A large portion of the World’s terrestrial organic carbon is stored in Arctic permafrost soils and permafrost warming in these regions is leading to increasing fluxes of CH4 (methane), a potent greenhouse gas, to the atmosphere. As patterns of CH4 release from Arctic soils change there is an urgent need to better understand the basis of in situ CH4 production by methanogens and oxidation rates and patterns by methanotrophs; the main biological mechanism for CH4 consumption. To identify environmental controls on such releases, we characterized soil geochemistry and microbial community conditions in 13 near-surface Arctic soils collected across Kongsfjorden, Svalbard. Surveys of methane flux vary by five orders of magnitude across sites and do not correlate to methanotroph abundance. Instead bacterial and Type I methanotroph gene abundances co-vary with soil phosphorous (P) concentrations. Soils in this region are organic-rich and their mineral components derived from weathering of metamorphic silicates and carbonates, which contain apatite in their primary mineralogy.

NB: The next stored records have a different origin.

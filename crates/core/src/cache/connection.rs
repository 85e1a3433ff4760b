//! Database connection management with pragma configuration.
//!
//! This module handles opening the SQLite database, applying required pragmas
//! for performance and concurrency (WAL mode), and running migrations.

use super::migrations;
use crate::Error;
use std::path::Path;
use tokio_rusqlite::Connection;

/// Cache store handle.
///
/// Wraps a tokio-rusqlite Connection that runs database operations
/// on a background thread. Cloning shares the underlying connection.
#[derive(Clone, Debug)]
pub struct CacheStore {
    pub(crate) conn: Connection,
}

impl CacheStore {
    /// Open a store at the specified path.
    ///
    /// Creates the file if it doesn't exist, applies performance pragmas,
    /// and runs any pending migrations.
    pub async fn open(path: impl AsRef<Path>) -> Result<Self, Error> {
        let conn = Connection::open(path).await.map_err(|e| Error::Database(e.into()))?;
        Self::configure(conn).await
    }

    /// Open an in-memory store for testing.
    ///
    /// Same pragma configuration and migrations as file-based stores.
    pub async fn open_in_memory() -> Result<Self, Error> {
        let conn = Connection::open_in_memory()
            .await
            .map_err(|e| Error::Database(e.into()))?;
        Self::configure(conn).await
    }

    async fn configure(conn: Connection) -> Result<Self, Error> {
        conn.call(|conn| {
            conn.execute_batch(
                "PRAGMA journal_mode=WAL;
                 PRAGMA synchronous=NORMAL;
                 PRAGMA temp_store=MEMORY;
                 PRAGMA foreign_keys=ON;",
            )?;
            Ok(())
        })
        .await
        .map_err(Error::Database)?;

        migrations::run(&conn).await?;

        Ok(Self { conn })
    }
}
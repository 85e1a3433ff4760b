//! offcache agent entry point.
//!
//! Boots the agent on a line-delimited JSON protocol: one command per line
//! on stdin, one result per line on stdout. Logging goes to stderr to
//! avoid interfering with the protocol stream.

use std::sync::Arc;

use anyhow::Result;
use serde::Deserialize;
use serde_json::{Value, json};
use tokio::io::{AsyncBufReadExt, AsyncWriteExt, BufReader, Stdout};
use tracing_subscriber::EnvFilter;

use offcache_agent::{Agent, Decision, HttpNetwork, InterceptRequest};
use offcache_core::{AppConfig, CacheStore, Error};

/// Commands the hosting process can issue over stdin.
#[derive(Debug, Deserialize)]
#[serde(tag = "cmd", rename_all = "kebab-case")]
enum HostCommand {
    Install,
    Activate,
    Fetch {
        #[serde(flatten)]
        request: InterceptRequest,
    },
    Message { data: Value },
    Status,
    Shutdown,
}

#[tokio::main]
async fn main() -> Result<()> {
    tracing_subscriber::fmt()
        .with_env_filter(EnvFilter::from_default_env())
        .with_writer(std::io::stderr)
        .json()
        .init();

    let config = AppConfig::load()?;
    tracing::info!(version = %config.cache_name, origin = %config.origin, "starting offcache agent on stdio");

    let store = CacheStore::open(&config.db_path).await?;
    let network = Arc::new(HttpNetwork::new(&config)?);
    let mut agent = Agent::new(store.clone(), network, config.clone())?;

    // The stdio host counts as one controllable view.
    agent.clients().register();

    let mut lines = BufReader::new(tokio::io::stdin()).lines();
    let mut stdout = tokio::io::stdout();

    while let Some(line) = lines.next_line().await? {
        let line = line.trim();
        if line.is_empty() {
            continue;
        }

        let (reply, stop) = match serde_json::from_str::<HostCommand>(line) {
            Ok(cmd) => {
                let stop = matches!(cmd, HostCommand::Shutdown);
                (dispatch(&mut agent, &store, &config, cmd).await, stop)
            }
            Err(e) => (json!({ "ok": false, "error": format!("INVALID_INPUT: {e}") }), false),
        };

        write_line(&mut stdout, &reply).await?;
        if stop {
            break;
        }
    }

    agent.interceptor().flush_writes().await;
    Ok(())
}

async fn dispatch(agent: &mut Agent, store: &CacheStore, config: &AppConfig, cmd: HostCommand) -> Value {
    match cmd {
        HostCommand::Install => lifecycle_reply(agent.install().await, agent),
        HostCommand::Activate => lifecycle_reply(agent.activate().await, agent),
        HostCommand::Message { data } => lifecycle_reply(agent.handle_message(&data).await, agent),
        HostCommand::Fetch { request } => fetch_reply(agent.fetch(&request).await),
        HostCommand::Status => status_reply(agent, store, config).await,
        HostCommand::Shutdown => json!({ "ok": true }),
    }
}

fn lifecycle_reply(result: Result<(), Error>, agent: &Agent) -> Value {
    match result {
        Ok(()) => json!({ "ok": true, "state": agent.state() }),
        Err(e) => json!({ "ok": false, "error": e.to_string(), "state": agent.state() }),
    }
}

fn fetch_reply(decision: Decision) -> Value {
    match decision {
        Decision::PassThrough => json!({ "ok": true, "disposition": "pass-through" }),
        Decision::Respond(resp) => json!({
            "ok": true,
            "disposition": "respond",
            "status": resp.status,
            "status_text": resp.status_text,
            "source": resp.source,
            "headers": resp.headers,
            "body": String::from_utf8_lossy(&resp.body),
        }),
    }
}

async fn status_reply(agent: &Agent, store: &CacheStore, config: &AppConfig) -> Value {
    let entries = store.entry_count(&config.cache_name).await.unwrap_or(0);
    json!({
        "ok": true,
        "state": agent.state(),
        "version": config.cache_name,
        "entries": entries,
        "clients": agent.clients().client_count(),
        "controlled": agent.clients().controlled_count(),
    })
}

async fn write_line(stdout: &mut Stdout, value: &Value) -> Result<()> {
    let mut line = serde_json::to_vec(value)?;
    line.push(b'\n');
    stdout.write_all(&line).await?;
    stdout.flush().await?;
    Ok(())
}
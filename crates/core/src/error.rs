//! Unified error types for offcache.

use tokio_rusqlite::rusqlite;

/// Unified error types for the offcache agent.
#[derive(Debug, thiserror::Error)]
pub enum Error {
    /// Invalid input parameters (e.g., empty URL).
    #[error("INVALID_INPUT: {0}")]
    InvalidInput(String),

    /// Invalid or unsupported URL.
    #[error("INVALID_URL: {0}")]
    InvalidUrl(String),

    /// Database operation failed.
    #[error("CACHE_ERROR: {0}")]
    Database(tokio_rusqlite::Error),

    /// Migration failed to apply.
    #[error("CACHE_ERROR: migration failed: {0}")]
    MigrationFailed(String),

    /// A precache resource could not be fetched and stored during install.
    #[error("PRECACHE_FAILED: {0}")]
    PrecacheFailed(String),

    /// Network transport failure (no connectivity, DNS, reset).
    #[error("NETWORK_ERROR: {0}")]
    Network(String),

    /// Lifecycle transition requested from an incompatible state.
    #[error("LIFECYCLE_ERROR: {0}")]
    Lifecycle(String),
}

impl From<tokio_rusqlite::Error<Error>> for Error {
    fn from(err: tokio_rusqlite::Error<Error>) -> Self {
        match err {
            tokio_rusqlite::Error::Error(e) => e,
            tokio_rusqlite::Error::ConnectionClosed => Error::Database(tokio_rusqlite::Error::ConnectionClosed),
            tokio_rusqlite::Error::Close(c) => Error::Database(tokio_rusqlite::Error::Close(c)),
            _ => Error::Database(tokio_rusqlite::Error::ConnectionClosed),
        }
    }
}

impl From<tokio_rusqlite::Error<rusqlite::Error>> for Error {
    fn from(err: tokio_rusqlite::Error<rusqlite::Error>) -> Self {
        Error::Database(err)
    }
}

impl From<rusqlite::Error> for Error {
    fn from(err: rusqlite::Error) -> Self {
        Error::Database(tokio_rusqlite::Error::Error(err))
    }
}
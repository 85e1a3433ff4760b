//! Database schema migrations.
//!
//! Uses a simple version table approach to track applied migrations.
//! Each migration is a SQL batch that transforms the schema.

use std::num::ParseIntError;

use super::Error;
use tokio_rusqlite::{Connection, params};

/// Migration list: (version, SQL).
///
/// Migrations must be applied in order. The version number is an
/// incrementing integer used to track which migrations have been applied.
/// All migrations are idempotent using CREATE IF NOT EXISTS.
const MIGRATIONS: &[(&str, &str)] = &[("1", include_str!("../../migrations/001_cache.sql"))];

/// Run any pending migrations.
///
/// This creates the _migrations table if it doesn't exist, checks the
/// current version, and applies any migrations that haven't been run yet.
///
/// # Errors
///
/// Returns an error if a migration SQL fails to execute.
pub async fn run(conn: &Connection) -> Result<(), Error> {
    conn.call(|conn| -> Result<(), Error> {
        conn.execute(
            "CREATE TABLE IF NOT EXISTS _migrations (
                version INTEGER PRIMARY KEY,
                applied_at TEXT NOT NULL
            )",
            [],
        )
        .map_err(Error::from)?;

        let current: i64 = conn
            .query_row("SELECT COALESCE(MAX(version), 0) FROM _migrations", [], |row| {
                row.get(0)
            })
            .map_err(Error::from)?;

        for (version, sql) in MIGRATIONS {
            let version_num: i64 = version
                .parse()
                .map_err(|e: ParseIntError| Error::MigrationFailed(e.to_string()))?;
            if version_num > current {
                conn.execute_batch(sql)?;
                conn.execute(
                    "INSERT INTO _migrations (version, applied_at) VALUES (?1, ?2)",
                    params![version_num, chrono::Utc::now().to_rfc3339()],
                )
                .map_err(Error::from)?;
            }
        }

        Ok(())
    })
    .await
    .map_err(Error::from)
}
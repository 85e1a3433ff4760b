//! Offline-first caching agent for offcache.
//!
//! This crate provides the fetch interceptor (cache-first with network
//! fallback), the install/activate lifecycle, and the control channel a
//! hosting application uses to drive the agent.

pub mod agent;
pub mod clients;
pub mod control;
pub mod interceptor;
pub mod lifecycle;
pub mod net;
pub mod request;

#[cfg(test)]
pub(crate) mod testutil;

pub use agent::{Agent, AgentEvent};
pub use clients::ClientRegistry;
pub use control::Command;
pub use interceptor::Interceptor;
pub use lifecycle::{Lifecycle, LifecycleState};
pub use net::{HttpNetwork, NetResponse, Network};
pub use request::{AgentResponse, Decision, Destination, InterceptRequest, ResponseSource};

They are rich in clay minerals (smectite, kaolinite, and illite) and mix-valence iron oxyhydroxides derived from mica schists and variably enriched authigenic carbonates that exhibit methanogenic signatures based on 13C isotopic analyses. These soils do not contain detectable apatite nor other phosphate minerals, but instead P is sorbed to clay and iron minerals and its occurrence is pH dependent. Native methanotroph communities appear to be P-limited and respond to P addition with increases in biomass and CH4 consumption. These data, taken in their entirety, suggest that phosphorus abundance and cycling in Arctic soils critically impact biological mediation of CH4 flux by native methanotrophs and therefore, methane flux is likely to increase in these areas as thawing continues.